The case was one of six the Supreme Court accepted Friday as it begins to complete its docket for the current term.
Solicitor General Donald B. Verrilli Jr. told the court that the language in the U.S. Leadership Against HIV/AIDS, Tuberculosis and Malaria Act of 2003 is meant to ensure that its nongovernmental partners comply with a “strategy that seeks not only to treat HIV/AIDS but to reduce the behavioral risks that foster its spread.”
Congress has determined that “participating in the sex trade or sex trafficking carries serious risks for women, men and children across the globe,” Verrilli wrote.
But the groups in the coalition that brought the suit, which include Pathfinder International and InterAction, say their work in Africa and Asia could be hurt by adopting the provision.
The groups in their brief told the court that they recognize the harms associated with prostitution but also believe “adopting a policy that explicitly opposes prostitution would jeopardize [their] effectiveness in working with high-risk groups to fight HIV/AIDS.”
They added that the broadly worded restriction would “compel them to adopt and espouse as their own a certain viewpoint, and to prohibit ‘inconsistent’ speech and activities, even if undertaken with private funds outside the scope of any federally funded program.”
The case is
U.S. Agency for International Development v. Alliance for Open Society International
. Justice Elena Kagan recused herself from the case, presumably because she had worked on it during her time as President Obama’s solicitor general.
In other action, the justices said they would tackle a question that has split lower courts: whether a defendant’s silence before he is arrested and read his Miranda rights can be used against him in court.
The case comes from Texas, where Genovevo Salinas was suspected of shooting and killing Juan and Hector Garza after a party in December 1992. Police went to see Salinas after he was identified as one of the attendees and his father had turned over a shotgun.
Salinas cooperated with questioning at the police station until he was asked whether the shells found at the crime scene would match the shotgun. He did not answer and was later charged.
The first attempt to convict Salinas ended in a mistrial. At the second, over the objections of Salinas’s defense lawyer, prosecutors put considerably more emphasis on his refusal to answer the question about the shotgun shells, according to court briefs.

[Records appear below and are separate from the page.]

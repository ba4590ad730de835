//! Reconnection backoff schedule

use std::time::Duration;

/// Deterministic exponential backoff with an attempt budget.
///
/// `next_delay(attempt) = min(base_delay * 2^attempt, max_delay)`; no jitter.
#[derive(Debug, Clone, Copy, PartialEq, Eq)]
pub struct ReconnectionPolicy {
    pub base_delay: Duration,
    pub max_delay: Duration,
    pub max_attempts: u32,
}

impl Default for ReconnectionPolicy {
    fn default() -> Self {
        Self {
            base_delay: Duration::from_secs(1),
            max_delay: Duration::from_secs(30),
            max_attempts: 10,
        }
    }
}

impl ReconnectionPolicy {
    /// Delay before reconnect attempt `attempt` (0-based)
    pub fn next_delay(&self, attempt: u32) -> Duration {
        let factor = 2u32.checked_pow(attempt).unwrap_or(u32::MAX);
        self.base_delay
            .checked_mul(factor)
            .map_or(self.max_delay, |delay| delay.min(self.max_delay))
    }

    /// Whether attempt `attempt` is still within the budget
    pub fn should_retry(&self, attempt: u32) -> bool {
        attempt < self.max_attempts
    }
}

#[cfg(test)]
mod tests {
    use super::*;

    #[test]
    fn test_default_schedule() {
        let policy = ReconnectionPolicy::default();
        let delays: Vec<u64> = (0..10).map(|a| policy.next_delay(a).as_secs()).collect();

        assert_eq!(delays, vec![1, 2, 4, 8, 16, 30, 30, 30, 30, 30]);
    }

    #[test]
    fn test_attempt_budget() {
        let policy = ReconnectionPolicy::default();
        assert!(policy.should_retry(0));
        assert!(policy.should_retry(9));
        assert!(!policy.should_retry(10));
    }

    #[test]
    fn test_large_attempts_saturate() {
        let policy = ReconnectionPolicy::default();
        assert_eq!(policy.next_delay(31), Duration::from_secs(30));
        assert_eq!(policy.next_delay(u32::MAX), Duration::from_secs(30));
    }
}
//! CLI command handlers

pub mod config;
pub mod fetch;
pub mod new;
pub mod show;
pub mod watch;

The prosecutor told the jury that “an innocent person” asked such a question would say no. Salinas, on the other hand “wouldn’t answer that question.” Salinas did not testify.
Salinas’s conviction was upheld by the Texas Court of Criminal Appeals. But it noted that “nearly all of the courts that have addressed this issue have noted the conspicuous split and the lack of guidance from the Supreme Court,” according to the Salinas brief.
The state of Texas said the appeals court came down on the right side of the split.
But Stanford law professor Jeffrey L. Fisher, representing Salinas, said the court should make it clear that silence is a right in all circumstances.
“When law enforcement agents question someone about his or her potential involvement in criminal activity, the individual has two choices: speak or remain silent,” Fisher wrote. “If the latter necessarily creates evidence of guilt, then the right the Constitution grants him to remain silent is little more than a trap for the unwary.”